Да здравствует моя дырявая память, теперь я знал — что мне нужно делать. Нет, конечно, был риск того что у Катерины окажется группа крови несовместимая с моей. Однако ситуация требовала немедленного вмешательства, поэтому выбора у меня не оставалось, тем более, что моя первая группа с положительным резус-фактором была в этом случае достаточно неплохим вариантом.
Проведя все необходимые операции, я лежал рядом с Катей, смотрел в объективы видеокамер, как я потом узнал, выключить их тогда никто не догадался, и думал о том, что сам себе сглазил. Ведь когда подобрали того мужика именно так и подумал — а что будет, если на его месте будет наш клиент, и вот на тебе. Не, нафиг, больше подобных мыслей допускать нельзя.
Уже начиная чувствовать легкое головокружение, видать мое сердце уступает майорскому, я подозвал к себе Кедра.
— Вань, значит так, слушай внимательно и не перебивай, понял? — Кедр послушно кивнул. — Сейчас ты берешь мой спутниковый, и связываешься с Кириным. Понял? Говоришь ему, что Стрельникову мы нашли, и особенно акцентируешь внимание, в каком она сейчас состоянии. Понял? Дальше, пусть срочно вышлют за ней из Далласа медицинский борт, — я кивнул в сторону уже не такой бледной, как раньше Кати, — понял? Потом, иглы не вынимать, пока не понадобиться ее перекладывать на носилки с капельницей. Понял? И еще, следи за этой падалью, — кивнул я на Шелдона, — особенно, чтобы его никто из наших мужиков не прибил. Да, и вот еще что, когда все закончится, отвезешь меня к Женьке. Понял?
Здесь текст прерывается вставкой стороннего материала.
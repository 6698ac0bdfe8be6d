//! Collaborators for the civiclab components: session access, navigation
//! links, analytics, file storage, contact delivery, the tag catalog, and
//! configuration loading.

pub mod analytics;
pub mod config;
pub mod contact;
pub mod links;
pub mod path_processing;
pub mod session;
pub mod storage;
pub mod tag_catalog;

pub use analytics::{AnalyticsSink, MemoryAnalyticsSink, Metrics, TracingAnalyticsSink};
pub use config::{AppConfig, ConfigError, LoadedConfig, StorageConfig, load_config};
pub use contact::{ContactError, ContactMessenger};
pub use links::{SiteLinks, UrlError};
pub use path_processing::{display_file_name, expand_tilde};
pub use session::{CurrentUser, SessionSnapshot};
pub use storage::{FileStorage, StorageError};
pub use tag_catalog::{CatalogError, TagCatalog};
— К какой Женьке? Это к информатору россиян?
— К нему самому сказал я, и снова «Откл.».
В себя я пришел уже лежа на теплом и уютном Женькином диване.
— Отдых.
— Ну, давай, рассказывай.
— Не хочу — ты спать долго не будешь.
— Прекрасно я буду спать, рассказывай, давай.
— Это был очень тяжелый день, и поверь, если я расскажу, то у тебя надолго испортится настроение.
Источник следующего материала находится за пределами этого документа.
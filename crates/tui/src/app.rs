//! Application state shared by every component.
//!
//! Component state lives here rather than on the component values so the
//! focus tree, the runtime, and message handling can all reach it.

use std::cell::RefCell;
use std::rc::Rc;
use std::sync::Arc;

use civiclab_types::{Effect, FileInfo, Modal, Msg, ProjectDetails, Severity, TagCategory, TagDefinition};
use civiclab_util::{ContactMessenger, CurrentUser, FileStorage, Metrics, SiteLinks, TagCatalog, display_file_name};
use indexmap::IndexMap;
use rat_focus::{Focus, FocusBuilder, FocusFlag, HasFocus};
use ratatui::layout::Rect;
use tracing::{info, warn};

use crate::ui::components::common::ConfirmationModalState;
use crate::ui::components::contact::{ContactButtonState, ContactModalState};
use crate::ui::components::file_upload::FileUploadListState;
use crate::ui::components::selector::{CollapsibleSelectorState, SelectorProps};
use crate::ui::theme::Theme;

/// Categories offered as filter selectors, in display order.
pub const FILTER_CATEGORIES: [TagCategory; 3] = [TagCategory::Issues, TagCategory::TechnologiesUsed, TagCategory::Role];

/// Active tag filters keyed by tag name, in the order they were added.
pub type ActiveFilters = Rc<RefCell<IndexMap<String, TagDefinition>>>;

/// Cross-cutting context: theme and the collaborators behind their traits.
pub struct SharedCtx {
    pub theme: Box<dyn Theme>,
    pub session: Arc<dyn CurrentUser>,
    pub links: SiteLinks,
    pub metrics: Metrics,
    pub storage: Arc<dyn FileStorage>,
    pub contact: Arc<dyn ContactMessenger>,
}

impl std::fmt::Debug for SharedCtx {
    fn fmt(&self, f: &mut std::fmt::Formatter<'_>) -> std::fmt::Result {
        f.debug_struct("SharedCtx")
            .field("theme", &self.theme)
            .field("links", &self.links)
            .finish_non_exhaustive()
    }
}

/// Initial data the application is bound to.
#[derive(Debug, Clone, Default)]
pub struct AppData {
    pub catalog: TagCatalog,
    pub project: Option<ProjectDetails>,
    pub files: Vec<FileInfo>,
    pub file_field_id: String,
}

pub struct App {
    pub ctx: SharedCtx,
    /// One selector per filter category that has tags.
    pub selectors: Vec<CollapsibleSelectorState<TagDefinition>>,
    pub active_filters: ActiveFilters,
    pub project: Option<ProjectDetails>,
    pub contact_button: ContactButtonState,
    pub contact_modal: ContactModalState,
    pub file_list: FileUploadListState,
    pub confirmation_modal_state: ConfirmationModalState,
    pub open_modal_kind: Option<Modal>,
    /// Latest user-facing outcome, shown in the status line.
    pub status: Option<(Severity, String)>,
    /// Last link followed; the terminal cannot open it, so it is shown instead.
    pub last_navigation: Option<String>,
    pub focus: Focus,
    container_focus: FocusFlag,
}

impl App {
    pub fn new(ctx: SharedCtx, data: AppData) -> Self {
        let active_filters: ActiveFilters = Rc::default();
        let selectors = FILTER_CATEGORIES
            .iter()
            .map(|&category| tag_selector(category, data.catalog.by_category(category), &active_filters))
            .filter(|selector| selector.is_ready())
            .collect();

        let mut app = Self {
            ctx,
            selectors,
            active_filters,
            project: None,
            contact_button: ContactButtonState::new(),
            contact_modal: ContactModalState::default(),
            file_list: FileUploadListState::new(data.file_field_id, data.files),
            confirmation_modal_state: ConfirmationModalState::default(),
            open_modal_kind: None,
            status: None,
            last_navigation: None,
            focus: Focus::default(),
            container_focus: FocusFlag::new().with_name("app"),
        };
        app.set_project(data.project);
        app.focus = FocusBuilder::build_for(&app);
        app.focus.first();
        app
    }

    /// Bind a different project; the contact button is re-evaluated.
    pub fn set_project(&mut self, project: Option<ProjectDetails>) {
        self.project = project;
        self.refresh_contact_button();
    }

    pub fn refresh_contact_button(&mut self) {
        self.contact_button
            .refresh(self.ctx.session.as_ref(), self.project.as_ref(), &self.ctx.links);
    }

    /// Add `tag` to the active filters, or remove it if it is already active.
    /// Returns `true` when the tag was added. Only additions are reported to analytics.
    pub fn toggle_tag_filter(&mut self, tag: &TagDefinition) -> bool {
        let added = {
            let mut filters = self.active_filters.borrow_mut();
            if filters.shift_remove(&tag.tag_name).is_some() {
                false
            } else {
                filters.insert(tag.tag_name.clone(), tag.clone());
                true
            }
        };
        info!(tag = %tag.tag_name, category = %tag.category, added, "tag filter toggled");
        if added {
            self.ctx.metrics.add_tag_filter_event(tag);
        }
        added
    }

    pub fn active_filter_tags(&self) -> Vec<TagDefinition> {
        self.active_filters.borrow().values().cloned().collect()
    }

    /// Follow a link. There is no browser to hand it to, so it is logged and shown.
    pub fn navigate(&mut self, url: String) {
        info!(%url, "navigation requested");
        self.status = Some((Severity::Info, format!("Open {url}")));
        self.last_navigation = Some(url);
    }

    /// Close every selector except the one at `keep`.
    pub fn close_selectors_except(&mut self, keep: Option<usize>) {
        for (index, selector) in self.selectors.iter_mut().enumerate() {
            if Some(index) != keep && selector.is_open() {
                selector.close();
            }
        }
    }

    pub fn update(&mut self, msg: &Msg) -> Vec<Effect> {
        match msg {
            Msg::Tick | Msg::Resize(..) => Vec::new(),
            Msg::ConfirmationAnswered(confirmed) => self.file_list.confirm_delete(*confirmed),
            Msg::FileUploaded(upload) => {
                self.status = Some((Severity::Success, format!("Uploaded {}", upload.file_name)));
                self.file_list.append_upload(upload.clone());
                Vec::new()
            }
            Msg::FileUploadFailed { path, error } => {
                let message = format!("Could not upload {}: {error}", display_file_name(path));
                warn!(path = %path.display(), %error, "upload failed");
                self.status = Some((Severity::Error, message.clone()));
                self.file_list.upload_failed(message);
                Vec::new()
            }
            Msg::FileDeleted(file) => {
                self.file_list.finish_delete(file);
                Vec::new()
            }
            Msg::FileDeleteFailed { file, error } => {
                warn!(key = %file.key, %error, "delete failed; restoring file");
                self.status = Some((Severity::Error, format!("Could not delete {}", file.file_name)));
                self.file_list.restore_failed_delete(file.clone(), error.clone());
                Vec::new()
            }
            Msg::ContactMessageSent { project_id } => {
                match self.ctx.session.user_id() {
                    Some(user_id) => self.ctx.metrics.log_user_contacted_project_owner(user_id, *project_id),
                    None => warn!(project_id, "contact message sent without a signed-in user"),
                }
                self.contact_modal.reset();
                self.status = Some((Severity::Success, "Message sent to the project owner".to_string()));
                if self.open_modal_kind == Some(Modal::ContactProject) {
                    vec![Effect::CloseModal]
                } else {
                    Vec::new()
                }
            }
            Msg::ContactMessageFailed { project_id, error } => {
                warn!(project_id, %error, "contact message failed");
                self.status = Some((Severity::Error, format!("Message not sent: {error}")));
                self.contact_modal.delivery_failed(error.clone());
                Vec::new()
            }
        }
    }
}

/// Build the selector for one tag category. Role tags carry subcategories and
/// therefore render as a two-level selector.
fn tag_selector(category: TagCategory, tags: Vec<TagDefinition>, active: &ActiveFilters) -> CollapsibleSelectorState<TagDefinition> {
    let active = Rc::clone(active);
    let props = SelectorProps::new(
        category.as_str(),
        |tag: &TagDefinition| tag.display_name.clone(),
        |tag: &TagDefinition| vec![Effect::TagFilterToggled(tag.clone())],
    )
    .with_category(|tag: &TagDefinition| tag.subcategory.clone())
    .with_enabled(move |tag: &TagDefinition| active.borrow().contains_key(&tag.tag_name));
    CollapsibleSelectorState::new(props, tags)
}

impl HasFocus for App {
    fn build(&self, builder: &mut FocusBuilder) {
        let start = builder.start(self);
        match self.open_modal_kind {
            Some(Modal::Confirmation) => {
                builder.widget(&self.confirmation_modal_state);
            }
            Some(Modal::ContactProject) => {
                builder.widget(&self.contact_modal);
            }
            None => {
                for selector in &self.selectors {
                    builder.widget(selector);
                }
                if self.contact_button.is_visible() {
                    builder.widget(&self.contact_button);
                }
                builder.widget(&self.file_list);
            }
        }
        builder.end(start);
    }

    fn focus(&self) -> FocusFlag {
        self.container_focus.clone()
    }

    fn area(&self) -> Rect {
        Rect::default()
    }
}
— Обещаю! Не испортится!!! — Переспорить Женьку было невозможно. Мы сидели на кухне, где я курил после сытного и очень вкусного обеда. И Женька во всю пилила мой мозг на предмет интересующих ее новостей, а именно почему меня, нежно-трупного цвета, принесли в ее квартиру какие-то угрюмые мужики, после чего извинились, и, попросив меня не тревожить, удалились в неизвестном направлении. Как я мог устоять против этой кареглазой зазнобы? В конце концов, у меня закончились отговорки, а Женькино упорство наоборот усилилось, и тогда я ей рассказал, и про нечеловеческой жестокости шантаж, и взбесившегося Чику, просто чудом не зарезавшего Кнута, и про переливание крови, и про все остальное тоже. Когда я закончил говорить, мы долго, минут двадцать, молчали. Видимо мой рассказ, произвел на нее, то самое впечатление, о котором я предупреждал. Блин, ну не хотел же рассказывать, эх-х.